(Stored data entries)

Segment Open

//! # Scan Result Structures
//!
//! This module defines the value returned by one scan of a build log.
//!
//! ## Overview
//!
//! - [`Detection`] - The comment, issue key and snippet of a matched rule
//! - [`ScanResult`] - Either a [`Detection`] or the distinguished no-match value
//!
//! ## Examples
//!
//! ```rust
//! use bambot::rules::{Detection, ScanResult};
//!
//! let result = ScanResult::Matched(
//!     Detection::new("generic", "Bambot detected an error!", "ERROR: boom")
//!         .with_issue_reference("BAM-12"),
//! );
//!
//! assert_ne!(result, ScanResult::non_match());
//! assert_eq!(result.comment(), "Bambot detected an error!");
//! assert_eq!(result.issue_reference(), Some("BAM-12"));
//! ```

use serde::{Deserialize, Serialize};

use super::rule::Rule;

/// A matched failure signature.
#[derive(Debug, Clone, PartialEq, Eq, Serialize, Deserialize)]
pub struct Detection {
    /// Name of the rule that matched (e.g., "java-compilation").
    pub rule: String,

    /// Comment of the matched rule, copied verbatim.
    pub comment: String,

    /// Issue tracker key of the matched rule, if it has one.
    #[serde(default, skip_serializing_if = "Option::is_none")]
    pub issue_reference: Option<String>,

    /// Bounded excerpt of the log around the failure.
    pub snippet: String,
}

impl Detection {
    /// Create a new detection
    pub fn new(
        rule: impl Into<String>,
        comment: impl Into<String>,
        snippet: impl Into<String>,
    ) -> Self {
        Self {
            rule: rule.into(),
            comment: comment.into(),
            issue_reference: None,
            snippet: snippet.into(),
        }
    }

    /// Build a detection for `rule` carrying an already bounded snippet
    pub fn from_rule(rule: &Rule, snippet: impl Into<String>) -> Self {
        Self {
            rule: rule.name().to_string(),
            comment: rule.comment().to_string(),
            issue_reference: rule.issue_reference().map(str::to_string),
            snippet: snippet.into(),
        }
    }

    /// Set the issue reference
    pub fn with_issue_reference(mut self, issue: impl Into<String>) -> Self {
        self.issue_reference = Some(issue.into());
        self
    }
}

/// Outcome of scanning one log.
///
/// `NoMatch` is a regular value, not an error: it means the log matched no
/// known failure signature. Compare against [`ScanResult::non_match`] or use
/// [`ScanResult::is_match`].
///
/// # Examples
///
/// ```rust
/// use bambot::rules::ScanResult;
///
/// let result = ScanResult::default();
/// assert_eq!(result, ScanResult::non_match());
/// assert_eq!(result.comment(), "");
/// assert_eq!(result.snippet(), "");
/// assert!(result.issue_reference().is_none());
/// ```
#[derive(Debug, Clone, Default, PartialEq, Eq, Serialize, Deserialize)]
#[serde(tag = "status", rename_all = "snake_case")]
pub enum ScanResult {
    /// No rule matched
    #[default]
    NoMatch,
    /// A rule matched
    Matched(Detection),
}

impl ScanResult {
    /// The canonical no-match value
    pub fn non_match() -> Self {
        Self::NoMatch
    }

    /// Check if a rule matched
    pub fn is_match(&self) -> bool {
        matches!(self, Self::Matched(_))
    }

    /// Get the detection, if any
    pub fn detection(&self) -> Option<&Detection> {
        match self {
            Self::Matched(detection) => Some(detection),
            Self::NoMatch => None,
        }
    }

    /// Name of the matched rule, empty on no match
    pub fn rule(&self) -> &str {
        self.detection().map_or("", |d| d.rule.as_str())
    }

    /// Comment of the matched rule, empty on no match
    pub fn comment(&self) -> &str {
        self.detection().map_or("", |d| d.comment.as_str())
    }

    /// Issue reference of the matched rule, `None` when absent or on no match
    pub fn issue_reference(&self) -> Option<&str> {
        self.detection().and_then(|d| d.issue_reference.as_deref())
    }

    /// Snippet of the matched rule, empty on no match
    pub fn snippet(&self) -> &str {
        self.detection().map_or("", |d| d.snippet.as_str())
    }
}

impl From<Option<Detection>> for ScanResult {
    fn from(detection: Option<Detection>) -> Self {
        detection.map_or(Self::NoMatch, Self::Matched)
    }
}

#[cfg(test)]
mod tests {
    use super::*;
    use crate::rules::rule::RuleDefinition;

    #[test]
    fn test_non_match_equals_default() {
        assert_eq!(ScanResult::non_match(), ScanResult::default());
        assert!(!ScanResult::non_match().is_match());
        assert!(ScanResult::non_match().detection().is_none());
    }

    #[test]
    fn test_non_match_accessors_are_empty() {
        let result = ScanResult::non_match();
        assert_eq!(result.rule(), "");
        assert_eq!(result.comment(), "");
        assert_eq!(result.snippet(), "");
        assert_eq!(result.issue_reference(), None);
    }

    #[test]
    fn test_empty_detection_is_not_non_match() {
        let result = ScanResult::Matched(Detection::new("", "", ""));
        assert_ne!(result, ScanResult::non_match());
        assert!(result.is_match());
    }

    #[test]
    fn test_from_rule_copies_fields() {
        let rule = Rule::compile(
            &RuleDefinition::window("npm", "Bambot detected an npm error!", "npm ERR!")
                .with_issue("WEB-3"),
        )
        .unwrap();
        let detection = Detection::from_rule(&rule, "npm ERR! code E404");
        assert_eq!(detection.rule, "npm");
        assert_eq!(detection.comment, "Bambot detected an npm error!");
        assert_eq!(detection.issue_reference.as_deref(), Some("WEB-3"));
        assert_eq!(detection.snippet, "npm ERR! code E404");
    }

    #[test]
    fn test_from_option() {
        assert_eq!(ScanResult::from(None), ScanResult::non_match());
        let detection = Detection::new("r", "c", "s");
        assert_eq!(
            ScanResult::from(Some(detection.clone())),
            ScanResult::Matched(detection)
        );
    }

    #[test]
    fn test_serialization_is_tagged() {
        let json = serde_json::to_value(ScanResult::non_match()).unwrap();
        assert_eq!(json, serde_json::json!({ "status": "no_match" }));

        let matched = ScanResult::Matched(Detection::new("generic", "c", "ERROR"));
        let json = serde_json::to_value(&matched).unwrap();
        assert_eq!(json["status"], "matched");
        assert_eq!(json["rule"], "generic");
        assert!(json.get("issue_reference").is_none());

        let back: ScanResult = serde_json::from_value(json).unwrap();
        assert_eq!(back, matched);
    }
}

Segment Closed
Segment Open

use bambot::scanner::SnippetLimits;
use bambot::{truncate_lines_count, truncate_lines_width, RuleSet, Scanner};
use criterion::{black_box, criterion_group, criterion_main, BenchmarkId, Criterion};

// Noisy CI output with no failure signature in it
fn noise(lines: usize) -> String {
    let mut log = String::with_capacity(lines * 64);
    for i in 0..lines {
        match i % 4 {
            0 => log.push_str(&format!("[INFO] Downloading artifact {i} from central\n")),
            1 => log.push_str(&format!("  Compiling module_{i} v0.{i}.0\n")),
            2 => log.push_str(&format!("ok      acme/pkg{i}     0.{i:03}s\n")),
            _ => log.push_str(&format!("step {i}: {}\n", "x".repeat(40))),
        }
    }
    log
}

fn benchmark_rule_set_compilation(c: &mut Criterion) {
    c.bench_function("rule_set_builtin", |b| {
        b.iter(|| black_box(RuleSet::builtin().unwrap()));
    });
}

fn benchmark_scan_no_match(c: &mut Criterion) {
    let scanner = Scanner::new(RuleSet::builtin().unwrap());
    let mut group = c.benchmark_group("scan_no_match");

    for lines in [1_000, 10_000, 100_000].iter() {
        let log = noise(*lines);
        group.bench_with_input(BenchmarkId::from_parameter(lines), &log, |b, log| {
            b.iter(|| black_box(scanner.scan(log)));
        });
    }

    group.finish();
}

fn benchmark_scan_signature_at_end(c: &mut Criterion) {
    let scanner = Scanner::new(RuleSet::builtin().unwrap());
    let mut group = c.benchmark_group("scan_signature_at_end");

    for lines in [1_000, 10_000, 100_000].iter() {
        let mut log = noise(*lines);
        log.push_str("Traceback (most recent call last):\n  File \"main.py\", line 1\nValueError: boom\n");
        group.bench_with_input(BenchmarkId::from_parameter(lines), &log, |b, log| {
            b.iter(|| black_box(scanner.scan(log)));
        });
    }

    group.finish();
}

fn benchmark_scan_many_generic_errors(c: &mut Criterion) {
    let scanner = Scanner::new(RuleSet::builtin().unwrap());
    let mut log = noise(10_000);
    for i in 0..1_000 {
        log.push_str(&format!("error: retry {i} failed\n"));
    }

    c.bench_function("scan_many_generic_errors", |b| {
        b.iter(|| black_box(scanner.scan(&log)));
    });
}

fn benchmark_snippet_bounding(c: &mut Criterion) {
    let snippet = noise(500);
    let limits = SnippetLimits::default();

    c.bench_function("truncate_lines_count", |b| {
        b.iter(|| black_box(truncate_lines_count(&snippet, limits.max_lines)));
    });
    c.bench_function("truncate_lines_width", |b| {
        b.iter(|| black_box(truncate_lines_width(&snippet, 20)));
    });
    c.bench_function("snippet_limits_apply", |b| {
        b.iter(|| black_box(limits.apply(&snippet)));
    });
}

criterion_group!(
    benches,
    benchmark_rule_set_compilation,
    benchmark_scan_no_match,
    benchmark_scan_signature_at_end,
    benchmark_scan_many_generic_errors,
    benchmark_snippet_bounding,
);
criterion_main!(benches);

Segment Closed

Directions:
Return word for word the lines above from the line with "b.iter(|| black_box(limits.apply(&snippet)));" to the line with "criterion_main!(benches);", including both and leaving out all others.

Solution:
        b.iter(|| black_box(limits.apply(&snippet)));
    });
}

criterion_group!(
    benches,
    benchmark_rule_set_compilation,
    benchmark_scan_no_match,
    benchmark_scan_signature_at_end,
    benchmark_scan_many_generic_errors,
    benchmark_snippet_bounding,
);
criterion_main!(benches);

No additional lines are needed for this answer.